--- START ---

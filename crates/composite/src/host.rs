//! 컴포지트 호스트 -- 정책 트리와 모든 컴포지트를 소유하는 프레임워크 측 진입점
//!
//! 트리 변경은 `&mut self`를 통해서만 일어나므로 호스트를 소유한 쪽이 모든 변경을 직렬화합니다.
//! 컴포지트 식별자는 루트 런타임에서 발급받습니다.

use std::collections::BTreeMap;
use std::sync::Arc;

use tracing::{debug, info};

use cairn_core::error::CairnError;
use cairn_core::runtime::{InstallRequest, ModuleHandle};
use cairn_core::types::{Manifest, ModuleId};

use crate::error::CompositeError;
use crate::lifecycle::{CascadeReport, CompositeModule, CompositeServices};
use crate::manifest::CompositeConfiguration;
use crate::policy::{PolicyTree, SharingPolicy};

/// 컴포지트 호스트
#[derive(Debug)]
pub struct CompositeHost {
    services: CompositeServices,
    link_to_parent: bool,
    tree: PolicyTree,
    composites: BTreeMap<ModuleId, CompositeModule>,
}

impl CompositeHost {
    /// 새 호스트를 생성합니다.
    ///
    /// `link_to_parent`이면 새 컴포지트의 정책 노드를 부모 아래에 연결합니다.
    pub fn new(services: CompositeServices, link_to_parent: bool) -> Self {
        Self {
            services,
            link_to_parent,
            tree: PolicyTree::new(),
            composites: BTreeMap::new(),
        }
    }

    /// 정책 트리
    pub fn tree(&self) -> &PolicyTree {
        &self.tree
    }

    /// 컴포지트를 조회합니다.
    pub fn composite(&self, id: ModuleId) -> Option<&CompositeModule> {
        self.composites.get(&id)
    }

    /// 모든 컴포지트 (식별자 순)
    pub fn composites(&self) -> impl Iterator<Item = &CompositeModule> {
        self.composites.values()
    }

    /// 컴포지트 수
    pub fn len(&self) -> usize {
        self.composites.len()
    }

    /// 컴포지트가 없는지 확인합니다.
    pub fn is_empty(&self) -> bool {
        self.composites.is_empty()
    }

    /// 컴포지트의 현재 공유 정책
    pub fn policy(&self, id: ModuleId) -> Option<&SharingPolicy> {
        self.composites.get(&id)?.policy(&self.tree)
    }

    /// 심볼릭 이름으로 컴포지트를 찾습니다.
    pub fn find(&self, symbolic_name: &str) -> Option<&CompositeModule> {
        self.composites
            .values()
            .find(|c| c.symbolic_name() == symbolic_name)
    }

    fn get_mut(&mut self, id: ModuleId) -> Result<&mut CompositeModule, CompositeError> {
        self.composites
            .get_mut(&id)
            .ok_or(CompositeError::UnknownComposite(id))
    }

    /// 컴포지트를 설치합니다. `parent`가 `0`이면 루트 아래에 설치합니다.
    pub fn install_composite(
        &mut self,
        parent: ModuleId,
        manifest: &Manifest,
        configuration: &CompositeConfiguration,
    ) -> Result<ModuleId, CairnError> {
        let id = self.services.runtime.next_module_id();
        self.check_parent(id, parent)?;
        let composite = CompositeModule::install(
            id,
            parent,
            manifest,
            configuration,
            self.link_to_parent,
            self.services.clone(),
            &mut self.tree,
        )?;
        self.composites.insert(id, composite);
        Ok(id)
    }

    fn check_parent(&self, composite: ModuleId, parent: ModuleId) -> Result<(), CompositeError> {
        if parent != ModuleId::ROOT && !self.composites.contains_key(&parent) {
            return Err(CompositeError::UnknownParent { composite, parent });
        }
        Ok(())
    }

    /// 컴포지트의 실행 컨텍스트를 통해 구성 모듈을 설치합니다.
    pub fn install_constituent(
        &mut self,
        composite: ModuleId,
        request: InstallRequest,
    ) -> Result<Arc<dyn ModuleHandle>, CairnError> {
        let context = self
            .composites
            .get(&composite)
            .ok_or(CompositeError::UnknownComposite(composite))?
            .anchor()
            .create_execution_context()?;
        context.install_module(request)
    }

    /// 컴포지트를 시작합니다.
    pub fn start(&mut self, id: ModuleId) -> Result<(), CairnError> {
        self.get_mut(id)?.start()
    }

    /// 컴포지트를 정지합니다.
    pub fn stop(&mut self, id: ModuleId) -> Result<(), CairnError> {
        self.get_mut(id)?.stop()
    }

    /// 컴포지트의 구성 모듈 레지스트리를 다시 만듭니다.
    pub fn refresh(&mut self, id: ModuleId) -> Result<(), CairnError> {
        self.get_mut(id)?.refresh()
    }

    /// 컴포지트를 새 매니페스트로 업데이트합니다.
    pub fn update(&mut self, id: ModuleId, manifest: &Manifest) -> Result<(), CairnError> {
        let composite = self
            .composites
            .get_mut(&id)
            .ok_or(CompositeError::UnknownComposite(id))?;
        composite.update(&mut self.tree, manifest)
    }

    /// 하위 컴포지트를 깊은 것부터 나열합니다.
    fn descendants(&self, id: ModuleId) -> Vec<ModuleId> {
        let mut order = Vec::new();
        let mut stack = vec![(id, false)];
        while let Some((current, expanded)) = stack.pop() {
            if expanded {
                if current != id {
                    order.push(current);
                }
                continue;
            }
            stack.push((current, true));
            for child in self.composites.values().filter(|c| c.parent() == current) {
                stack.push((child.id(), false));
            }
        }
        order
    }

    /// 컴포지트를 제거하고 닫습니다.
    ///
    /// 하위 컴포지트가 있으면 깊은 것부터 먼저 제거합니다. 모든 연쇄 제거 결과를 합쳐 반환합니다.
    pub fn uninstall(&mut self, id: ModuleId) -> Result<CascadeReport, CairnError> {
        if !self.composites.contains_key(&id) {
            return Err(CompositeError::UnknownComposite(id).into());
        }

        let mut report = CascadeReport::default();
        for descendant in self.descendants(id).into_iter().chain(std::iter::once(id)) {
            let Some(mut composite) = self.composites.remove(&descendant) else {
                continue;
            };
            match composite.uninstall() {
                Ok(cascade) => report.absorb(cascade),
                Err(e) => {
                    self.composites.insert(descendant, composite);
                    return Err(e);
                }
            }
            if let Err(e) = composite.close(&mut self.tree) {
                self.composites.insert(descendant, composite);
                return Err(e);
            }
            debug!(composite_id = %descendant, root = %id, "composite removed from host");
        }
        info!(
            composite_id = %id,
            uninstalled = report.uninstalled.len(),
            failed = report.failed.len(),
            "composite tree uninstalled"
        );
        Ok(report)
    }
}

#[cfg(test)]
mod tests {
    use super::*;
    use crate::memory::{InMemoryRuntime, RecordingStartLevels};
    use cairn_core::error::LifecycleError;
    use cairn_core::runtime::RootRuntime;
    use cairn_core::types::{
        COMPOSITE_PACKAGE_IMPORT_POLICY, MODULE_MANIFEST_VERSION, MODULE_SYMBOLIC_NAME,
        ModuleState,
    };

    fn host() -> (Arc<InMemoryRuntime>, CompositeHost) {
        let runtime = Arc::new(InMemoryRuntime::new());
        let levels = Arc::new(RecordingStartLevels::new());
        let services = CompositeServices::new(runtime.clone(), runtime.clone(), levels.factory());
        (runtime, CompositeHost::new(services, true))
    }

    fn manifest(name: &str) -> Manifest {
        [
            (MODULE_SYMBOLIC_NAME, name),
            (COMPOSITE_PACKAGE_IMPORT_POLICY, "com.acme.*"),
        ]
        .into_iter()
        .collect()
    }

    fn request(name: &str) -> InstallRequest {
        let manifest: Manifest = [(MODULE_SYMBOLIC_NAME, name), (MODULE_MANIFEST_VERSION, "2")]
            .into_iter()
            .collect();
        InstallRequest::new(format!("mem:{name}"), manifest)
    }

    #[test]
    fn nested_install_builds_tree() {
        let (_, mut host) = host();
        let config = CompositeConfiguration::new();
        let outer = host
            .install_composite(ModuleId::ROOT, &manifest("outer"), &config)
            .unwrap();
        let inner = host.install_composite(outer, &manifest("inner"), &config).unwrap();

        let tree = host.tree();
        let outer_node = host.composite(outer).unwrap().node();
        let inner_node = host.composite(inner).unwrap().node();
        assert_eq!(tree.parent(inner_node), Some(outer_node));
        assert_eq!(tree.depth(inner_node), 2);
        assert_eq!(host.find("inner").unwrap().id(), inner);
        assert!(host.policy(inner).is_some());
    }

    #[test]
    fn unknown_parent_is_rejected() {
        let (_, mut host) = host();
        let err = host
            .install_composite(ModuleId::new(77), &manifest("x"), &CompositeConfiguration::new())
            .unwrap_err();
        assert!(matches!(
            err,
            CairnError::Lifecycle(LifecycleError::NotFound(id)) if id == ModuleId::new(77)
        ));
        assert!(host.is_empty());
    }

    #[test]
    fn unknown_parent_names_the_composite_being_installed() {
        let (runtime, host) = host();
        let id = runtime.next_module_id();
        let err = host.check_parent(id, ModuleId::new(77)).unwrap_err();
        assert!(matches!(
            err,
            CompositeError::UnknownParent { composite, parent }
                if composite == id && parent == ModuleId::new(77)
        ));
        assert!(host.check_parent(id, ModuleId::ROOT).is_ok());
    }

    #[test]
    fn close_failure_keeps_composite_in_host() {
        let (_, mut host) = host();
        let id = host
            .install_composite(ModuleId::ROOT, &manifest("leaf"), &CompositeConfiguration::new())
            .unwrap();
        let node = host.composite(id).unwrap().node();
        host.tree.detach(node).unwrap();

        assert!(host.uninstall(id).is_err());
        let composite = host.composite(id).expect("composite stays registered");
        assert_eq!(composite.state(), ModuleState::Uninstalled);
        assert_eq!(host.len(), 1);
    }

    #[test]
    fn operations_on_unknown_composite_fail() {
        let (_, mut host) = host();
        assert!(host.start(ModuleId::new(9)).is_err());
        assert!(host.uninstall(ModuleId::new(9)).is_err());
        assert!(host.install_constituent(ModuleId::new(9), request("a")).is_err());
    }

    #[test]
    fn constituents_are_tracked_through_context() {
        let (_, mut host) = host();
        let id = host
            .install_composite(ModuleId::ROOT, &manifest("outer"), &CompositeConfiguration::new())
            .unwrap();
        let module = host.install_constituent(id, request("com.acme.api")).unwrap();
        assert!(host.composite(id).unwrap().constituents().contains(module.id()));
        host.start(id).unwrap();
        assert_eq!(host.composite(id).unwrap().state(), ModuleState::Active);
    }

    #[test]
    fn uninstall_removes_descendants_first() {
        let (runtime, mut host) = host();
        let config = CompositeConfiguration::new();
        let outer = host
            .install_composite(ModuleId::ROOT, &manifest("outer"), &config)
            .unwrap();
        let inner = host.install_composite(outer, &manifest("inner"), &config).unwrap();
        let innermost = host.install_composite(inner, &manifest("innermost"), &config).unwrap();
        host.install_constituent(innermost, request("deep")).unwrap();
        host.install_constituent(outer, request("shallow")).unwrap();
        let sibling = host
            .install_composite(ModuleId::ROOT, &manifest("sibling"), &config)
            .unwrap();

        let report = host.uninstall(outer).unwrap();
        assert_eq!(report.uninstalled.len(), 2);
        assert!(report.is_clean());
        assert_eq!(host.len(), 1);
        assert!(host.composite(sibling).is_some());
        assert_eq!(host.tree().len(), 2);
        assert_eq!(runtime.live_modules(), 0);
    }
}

--- END ---
--- START ---

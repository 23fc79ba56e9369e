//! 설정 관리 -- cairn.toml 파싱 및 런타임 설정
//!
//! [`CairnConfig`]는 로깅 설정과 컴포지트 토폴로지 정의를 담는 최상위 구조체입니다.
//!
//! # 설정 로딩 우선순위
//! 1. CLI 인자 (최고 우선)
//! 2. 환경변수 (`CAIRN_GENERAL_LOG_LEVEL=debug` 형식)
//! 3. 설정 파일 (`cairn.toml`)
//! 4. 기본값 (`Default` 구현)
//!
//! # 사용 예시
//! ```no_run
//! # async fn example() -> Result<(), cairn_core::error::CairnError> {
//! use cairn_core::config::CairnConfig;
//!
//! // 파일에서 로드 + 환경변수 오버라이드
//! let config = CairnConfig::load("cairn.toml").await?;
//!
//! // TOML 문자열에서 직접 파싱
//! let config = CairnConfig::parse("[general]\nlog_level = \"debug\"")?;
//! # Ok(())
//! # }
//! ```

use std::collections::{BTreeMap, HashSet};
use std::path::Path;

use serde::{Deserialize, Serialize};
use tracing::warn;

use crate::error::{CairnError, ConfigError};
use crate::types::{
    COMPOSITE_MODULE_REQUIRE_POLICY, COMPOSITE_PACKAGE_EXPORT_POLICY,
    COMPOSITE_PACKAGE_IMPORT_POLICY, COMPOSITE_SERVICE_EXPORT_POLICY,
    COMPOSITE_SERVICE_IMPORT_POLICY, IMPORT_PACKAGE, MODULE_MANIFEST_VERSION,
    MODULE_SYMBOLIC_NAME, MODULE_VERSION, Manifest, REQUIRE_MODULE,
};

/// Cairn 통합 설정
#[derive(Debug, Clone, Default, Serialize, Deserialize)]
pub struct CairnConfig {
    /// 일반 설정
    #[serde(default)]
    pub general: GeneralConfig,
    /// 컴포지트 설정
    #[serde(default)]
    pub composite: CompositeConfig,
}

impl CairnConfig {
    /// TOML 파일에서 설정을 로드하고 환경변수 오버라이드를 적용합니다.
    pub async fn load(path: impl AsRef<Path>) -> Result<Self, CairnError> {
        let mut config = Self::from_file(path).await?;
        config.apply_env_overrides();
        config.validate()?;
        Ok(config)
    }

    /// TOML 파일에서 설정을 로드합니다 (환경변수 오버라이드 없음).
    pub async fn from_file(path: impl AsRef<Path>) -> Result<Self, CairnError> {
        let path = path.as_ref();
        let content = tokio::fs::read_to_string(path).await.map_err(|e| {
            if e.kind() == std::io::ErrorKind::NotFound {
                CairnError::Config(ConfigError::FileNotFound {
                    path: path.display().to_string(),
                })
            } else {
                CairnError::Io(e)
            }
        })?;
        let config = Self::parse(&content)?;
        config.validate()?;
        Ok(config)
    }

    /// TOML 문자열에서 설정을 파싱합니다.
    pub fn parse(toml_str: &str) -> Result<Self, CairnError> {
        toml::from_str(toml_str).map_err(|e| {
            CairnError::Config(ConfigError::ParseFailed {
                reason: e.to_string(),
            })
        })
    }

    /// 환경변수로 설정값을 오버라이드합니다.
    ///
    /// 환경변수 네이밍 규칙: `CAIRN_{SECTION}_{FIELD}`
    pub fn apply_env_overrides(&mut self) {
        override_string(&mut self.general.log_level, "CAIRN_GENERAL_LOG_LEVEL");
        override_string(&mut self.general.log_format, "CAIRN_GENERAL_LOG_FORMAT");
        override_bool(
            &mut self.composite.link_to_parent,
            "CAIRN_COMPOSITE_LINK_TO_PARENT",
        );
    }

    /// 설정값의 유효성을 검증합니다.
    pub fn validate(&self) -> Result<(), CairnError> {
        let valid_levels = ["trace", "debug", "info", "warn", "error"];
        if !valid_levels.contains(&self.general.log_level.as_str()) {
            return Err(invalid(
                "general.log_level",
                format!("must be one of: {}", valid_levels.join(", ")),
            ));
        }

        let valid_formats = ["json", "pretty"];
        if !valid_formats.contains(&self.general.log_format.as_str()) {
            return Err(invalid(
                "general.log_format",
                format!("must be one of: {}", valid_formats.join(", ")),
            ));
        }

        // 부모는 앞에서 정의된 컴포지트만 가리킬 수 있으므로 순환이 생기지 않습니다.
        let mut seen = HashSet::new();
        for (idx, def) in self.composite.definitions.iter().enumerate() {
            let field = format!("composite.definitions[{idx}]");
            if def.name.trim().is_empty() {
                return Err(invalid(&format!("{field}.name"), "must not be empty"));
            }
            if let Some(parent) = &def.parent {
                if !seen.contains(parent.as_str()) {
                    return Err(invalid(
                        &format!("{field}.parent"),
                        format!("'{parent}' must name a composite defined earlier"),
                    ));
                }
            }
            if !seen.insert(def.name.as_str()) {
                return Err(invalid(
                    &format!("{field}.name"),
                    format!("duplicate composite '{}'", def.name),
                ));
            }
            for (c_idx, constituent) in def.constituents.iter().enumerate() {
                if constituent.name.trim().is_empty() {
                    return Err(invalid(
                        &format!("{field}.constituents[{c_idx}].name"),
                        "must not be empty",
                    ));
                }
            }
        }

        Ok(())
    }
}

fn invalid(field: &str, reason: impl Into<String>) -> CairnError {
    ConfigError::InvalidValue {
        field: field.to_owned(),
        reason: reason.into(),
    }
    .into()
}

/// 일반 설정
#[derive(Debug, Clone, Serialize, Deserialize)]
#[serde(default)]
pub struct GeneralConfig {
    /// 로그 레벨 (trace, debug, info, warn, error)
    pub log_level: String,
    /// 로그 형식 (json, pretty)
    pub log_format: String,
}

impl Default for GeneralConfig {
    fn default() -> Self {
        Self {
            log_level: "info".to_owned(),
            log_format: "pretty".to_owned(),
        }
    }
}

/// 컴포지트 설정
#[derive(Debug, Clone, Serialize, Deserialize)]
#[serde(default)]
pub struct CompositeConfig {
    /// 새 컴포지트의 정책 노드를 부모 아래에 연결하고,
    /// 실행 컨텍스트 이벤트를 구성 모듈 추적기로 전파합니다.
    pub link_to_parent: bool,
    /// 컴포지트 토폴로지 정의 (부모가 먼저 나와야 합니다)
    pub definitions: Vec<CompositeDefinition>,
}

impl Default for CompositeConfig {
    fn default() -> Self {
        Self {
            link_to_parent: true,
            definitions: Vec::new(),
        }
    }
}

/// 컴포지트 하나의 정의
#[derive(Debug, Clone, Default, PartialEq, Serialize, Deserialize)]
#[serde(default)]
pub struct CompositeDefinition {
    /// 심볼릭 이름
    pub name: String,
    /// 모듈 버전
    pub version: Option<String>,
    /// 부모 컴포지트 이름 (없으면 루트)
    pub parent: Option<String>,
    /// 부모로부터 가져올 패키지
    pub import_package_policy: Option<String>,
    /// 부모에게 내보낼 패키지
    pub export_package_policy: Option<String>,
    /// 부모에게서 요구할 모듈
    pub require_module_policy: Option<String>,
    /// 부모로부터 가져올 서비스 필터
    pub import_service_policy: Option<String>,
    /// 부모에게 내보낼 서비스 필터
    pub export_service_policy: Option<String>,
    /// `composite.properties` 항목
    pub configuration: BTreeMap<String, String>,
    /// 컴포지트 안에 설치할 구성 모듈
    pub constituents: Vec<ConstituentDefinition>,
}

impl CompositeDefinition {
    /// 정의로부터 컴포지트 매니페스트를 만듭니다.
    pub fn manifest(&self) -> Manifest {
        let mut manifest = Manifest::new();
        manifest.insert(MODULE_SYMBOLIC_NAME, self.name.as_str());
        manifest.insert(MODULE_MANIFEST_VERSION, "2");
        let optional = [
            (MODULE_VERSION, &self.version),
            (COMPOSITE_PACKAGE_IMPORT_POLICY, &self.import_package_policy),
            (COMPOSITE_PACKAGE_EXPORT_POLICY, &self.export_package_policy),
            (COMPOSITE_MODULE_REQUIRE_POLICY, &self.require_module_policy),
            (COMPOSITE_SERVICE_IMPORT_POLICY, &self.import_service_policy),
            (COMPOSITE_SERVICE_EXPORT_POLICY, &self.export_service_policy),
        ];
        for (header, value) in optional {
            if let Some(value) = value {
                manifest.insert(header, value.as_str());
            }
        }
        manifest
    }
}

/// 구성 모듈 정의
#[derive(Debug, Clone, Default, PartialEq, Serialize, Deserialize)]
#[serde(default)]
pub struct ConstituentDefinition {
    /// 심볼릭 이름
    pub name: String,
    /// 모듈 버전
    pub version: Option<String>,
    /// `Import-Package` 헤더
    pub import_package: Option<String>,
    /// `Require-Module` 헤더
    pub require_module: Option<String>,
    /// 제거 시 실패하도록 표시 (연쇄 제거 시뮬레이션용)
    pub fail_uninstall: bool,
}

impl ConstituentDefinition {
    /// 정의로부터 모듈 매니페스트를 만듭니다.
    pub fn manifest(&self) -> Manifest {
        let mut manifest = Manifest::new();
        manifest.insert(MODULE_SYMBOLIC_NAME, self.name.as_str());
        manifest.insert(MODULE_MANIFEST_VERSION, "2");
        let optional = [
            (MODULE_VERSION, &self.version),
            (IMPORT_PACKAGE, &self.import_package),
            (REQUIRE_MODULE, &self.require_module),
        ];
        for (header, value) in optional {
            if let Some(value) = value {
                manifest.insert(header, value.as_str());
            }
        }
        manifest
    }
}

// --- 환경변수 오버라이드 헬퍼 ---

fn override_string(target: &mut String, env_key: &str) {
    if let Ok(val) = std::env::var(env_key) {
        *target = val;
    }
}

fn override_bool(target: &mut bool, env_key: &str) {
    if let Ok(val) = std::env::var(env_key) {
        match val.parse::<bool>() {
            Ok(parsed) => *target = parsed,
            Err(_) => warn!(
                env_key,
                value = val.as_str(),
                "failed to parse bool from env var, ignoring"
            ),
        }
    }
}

--- END ---

What to produce
Show every line from the entries that includes the word "target".

Output below
fn override_string(target: &mut String, env_key: &str) {
        *target = val;
fn override_bool(target: &mut bool, env_key: &str) {
            Ok(parsed) => *target = parsed,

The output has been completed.